Langkah ini dinilai berdampak langsung terhadap penguatan ekonomi peternak kecil sekaligus mendorong pemerataan akses daging kurban bagi masyarakat di berbagai daerah.
Ketua Yayasan Dompet Dhuafa Republika, Ahmad Juwaini, menegaskan bahwa program kurban terus berkembang sejak pertama kali dijalankan pada 1994. “Bukan sekadar distribusi, tapi tentang menguatkan peternak, menciptakan senyuman, dan menghadirkan kebermanfaatan bagi pekurban, peternak, hingga penerima manfaat,” ujarnya kepada awak media, Senin (4/5/2026).
Baca Juga: Le Minerale Berbagi Hewan Kurban Mulai dari Masjid Istiqlal, PNWU Jakarta, Hingga Pesantren
Tak hanya di dalam negeri, Dompet Dhuafa juga memperluas jangkauan kurban ke tujuh negara yang tengah menghadapi keterbatasan pangan dan konflik berkepanjangan. Negara tersebut meliputi Myanmar, Somalia, Palestina, Suriah, Libanon, Yordania, dan Sudan.
Menurut Ahmad Juwaini, kehadiran kurban di wilayah tersebut bukan sekadar bantuan pangan, tetapi juga bentuk solidaritas kemanusiaan lintas batas.
“Bagi mereka yang hidup di tengah konflik, kurban bisa menjadi kebahagiaan yang lama dirindukan. Ini tentang pesan bahwa mereka tidak sendiri,” katanya.
Program ini tidak hanya berfokus pada distribusi daging, tetapi juga memperkuat ekosistem peternakan rakyat.

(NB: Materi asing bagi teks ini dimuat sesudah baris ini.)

use actix_web::{HttpResponse, web};
use chrono::NaiveDate;
use serde::Deserialize;
use utoipa::{IntoParams, ToSchema};

use crate::actor::Actor;
use crate::api::leave::default_year;
use crate::error::LeaveError;
use crate::model::{CreditBucket, LeaveBalance};
use crate::state::AppState;

#[derive(Deserialize, IntoParams)]
pub struct BalanceQuery {
    /// Defaults to the current year
    pub year: Option<i32>,
}

#[derive(Deserialize, ToSchema)]
pub struct CreditBalance {
    #[schema(example = 1000)]
    pub employee_id: u64,
    #[schema(example = 1)]
    pub leave_type_id: u64,
    #[schema(example = 2025)]
    pub year: i32,
    #[schema(example = 1.0)]
    pub days: f64,
    pub bucket: CreditBucket,
}

#[derive(Deserialize, ToSchema)]
pub struct EncashBalance {
    #[schema(example = 1000)]
    pub employee_id: u64,
    #[schema(example = 1)]
    pub leave_type_id: u64,
    #[schema(example = 2025)]
    pub year: i32,
    #[schema(example = 5.0)]
    pub days: f64,
}

/// Scheduler-facing payload for accrual and year-rollover runs.
#[derive(Deserialize, ToSchema)]
pub struct LedgerRun {
    #[schema(example = 1000)]
    pub employee_id: u64,
    #[schema(example = 2025)]
    pub year: i32,
    /// Accrual cut-off; defaults to today.
    #[schema(value_type = Option<String>, format = "date")]
    pub as_of: Option<NaiveDate>,
}

/* =========================
My balances
========================= */
#[utoipa::path(
    get,
    path = "/api/v1/balances/my",
    params(BalanceQuery),
    responses(
        (status = 200, description = "Caller's balances, one row per leave type", body = [LeaveBalance]),
        (status = 403, description = "User has no employee record")
    ),
    tag = "Balance"
)]
pub async fn my_balances(
    actor: Actor,
    state: web::Data<AppState>,
    query: web::Query<BalanceQuery>,
) -> Result<HttpResponse, LeaveError> {
    let employee_id = actor.employee_id()?;
    let year = query.year.unwrap_or_else(default_year);
    let types = state.registry.list().await?;
    let balances = state
        .ledger
        .employee_balances(employee_id, year, &types)
        .await?;
    Ok(HttpResponse::Ok().json(balances))
}

/* =========================
Balances of one employee (manager/admin)
========================= */
#[utoipa::path(
    get,
    path = "/api/v1/balances/employee/{employee_id}",
    params(
        ("employee_id" = u64, Path, description = "Employee ID"),
        BalanceQuery
    ),
    responses(
        (status = 200, description = "Balances for the employee", body = [LeaveBalance]),
        (status = 403, description = "Forbidden"),
        (status = 404, description = "Employee not found")
    ),
    tag = "Balance"
)]
pub async fn employee_balances(
    actor: Actor,
    state: web::Data<AppState>,
    path: web::Path<u64>,
    query: web::Query<BalanceQuery>,
) -> Result<HttpResponse, LeaveError> {
    let employee_id = path.into_inner();
    let profile = state
        .store
        .get_employee(employee_id)
        .await?
        .ok_or_else(|| LeaveError::not_found("employee profile"))?;

    let caller = actor.caller();
    let manager_of = profile.manager_id.is_some() && profile.manager_id == caller.employee_id;
    if !caller.acts_for(employee_id) && !manager_of {
        return Err(LeaveError::permission("cannot view this employee's balances"));
    }

    let year = query.year.unwrap_or_else(default_year);
    let types = state.registry.list().await?;
    let balances = state
        .ledger
        .employee_balances(employee_id, year, &types)
        .await?;
    Ok(HttpResponse::Ok().json(balances))
}

/* =========================
All balances (admin)
========================= */
#[utoipa::path(
    get,
    path = "/api/v1/balances/all",
    params(BalanceQuery),
    responses(
        (status = 200, description = "Every balance row for the year", body = [LeaveBalance]),
        (status = 403, description = "Forbidden")
    ),
    tag = "Balance"
)]
pub async fn all_balances(
    actor: Actor,
    state: web::Data<AppState>,
    query: web::Query<BalanceQuery>,
) -> Result<HttpResponse, LeaveError> {
    actor.require_admin()?;
    let year = query.year.unwrap_or_else(default_year);
    let balances = state.store.balances_for_year(year).await?;
    Ok(HttpResponse::Ok().json(balances))
}

/* =========================
Administrative credit
========================= */
#[utoipa::path(
    post,
    path = "/api/v1/balances/credit",
    request_body = CreditBalance,
    responses(
        (status = 200, description = "Balance credited", body = LeaveBalance),
        (status = 403, description = "Forbidden")
    ),
    tag = "Balance"
)]
pub async fn credit_balance(
    actor: Actor,
    state: web::Data<AppState>,
    payload: web::Json<CreditBalance>,
) -> Result<HttpResponse, LeaveError> {
    actor.require_admin()?;
    // The type must exist before days are parked against it.
    state.registry.get(payload.leave_type_id).await?;
    let balance = state
        .ledger
        .admin_credit(
            payload.employee_id,
            payload.leave_type_id,
            payload.year,
            payload.days,
            payload.bucket,
        )
        .await?;
    Ok(HttpResponse::Ok().json(balance))
}

/* =========================
Encashment
========================= */
#[utoipa::path(
    post,
    path = "/api/v1/balances/encash",
    request_body = EncashBalance,
    responses(
        (status = 200, description = "Days converted to payout", body = LeaveBalance),
        (status = 400, description = "Policy forbids it or balance is short"),
        (status = 403, description = "Forbidden")
    ),
    tag = "Balance"
)]
pub async fn encash_balance(
    actor: Actor,
    state: web::Data<AppState>,
    payload: web::Json<EncashBalance>,
) -> Result<HttpResponse, LeaveError> {
    actor.require_admin()?;
    let leave_type = state.registry.get(payload.leave_type_id).await?;
    let balance = state
        .ledger
        .encash(&leave_type, payload.employee_id, payload.year, payload.days)
        .await?;
    Ok(HttpResponse::Ok().json(balance))
}

/* =========================
Accrual run (scheduler)
========================= */
#[utoipa::path(
    post,
    path = "/api/v1/balances/accrue",
    request_body = LedgerRun,
    responses(
        (status = 200, description = "Monthly accrual recomputed", body = [LeaveBalance]),
        (status = 403, description = "Forbidden"),
        (status = 404, description = "Employee not found")
    ),
    tag = "Balance"
)]
pub async fn run_accrual(
    actor: Actor,
    state: web::Data<AppState>,
    payload: web::Json<LedgerRun>,
) -> Result<HttpResponse, LeaveError> {
    actor.require_admin()?;
    let profile = state
        .store
        .get_employee(payload.employee_id)
        .await?
        .ok_or_else(|| LeaveError::not_found("employee profile"))?;
    let as_of = payload
        .as_of
        .unwrap_or_else(|| chrono::Utc::now().date_naive());
    let types = state.registry.list().await?;
    let balances = state
        .ledger
        .accrue_monthly(&types, &profile, payload.year, as_of)
        .await?;
    Ok(HttpResponse::Ok().json(balances))
}

/* =========================
Year rollover (scheduler)
========================= */
#[utoipa::path(
    post,
    path = "/api/v1/balances/rollover",
    request_body = LedgerRun,
    responses(
        (status = 200, description = "New year opened with capped carry-forward", body = [LeaveBalance]),
        (status = 403, description = "Forbidden")
    ),
    tag = "Balance"
)]
pub async fn run_rollover(
    actor: Actor,
    state: web::Data<AppState>,
    payload: web::Json<LedgerRun>,
) -> Result<HttpResponse, LeaveError> {
    actor.require_admin()?;
    let types = state.registry.list().await?;
    let balances = state
        .ledger
        .start_new_year(&types, payload.employee_id, payload.year)
        .await?;
    Ok(HttpResponse::Ok().json(balances))
}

Dengan melibatkan puluhan mitra peternak, kurban menjadi salah satu instrumen pemerataan ekonomi berbasis komunitas.
Selain itu, distribusi yang menjangkau ratusan desa dinilai mampu mengurangi kesenjangan akses pangan, khususnya di wilayah terpencil.
Kurban Express, Solusi Praktis Pekurban
Pada tahun ini, Dompet Dhuafa juga menghadirkan inovasi layanan bertajuk Kurban Express sebagai bagian dari The Kurban Series. Program ini memungkinkan masyarakat menunaikan ibadah kurban secara lebih praktis, cepat, dan tetap sesuai syariat.
Melalui layanan ini, hewan kurban berkualitas akan dikirim langsung kepada mitra seperti individu, komunitas masjid, sekolah, hingga perusahaan, terutama di wilayah Jabodetabek.
“Pekurban tidak hanya mendapatkan kemudahan, tetapi juga kepastian bahwa hewan dalam kondisi sehat dan layak sesuai ketentuan ibadah,” jelas Ahmad.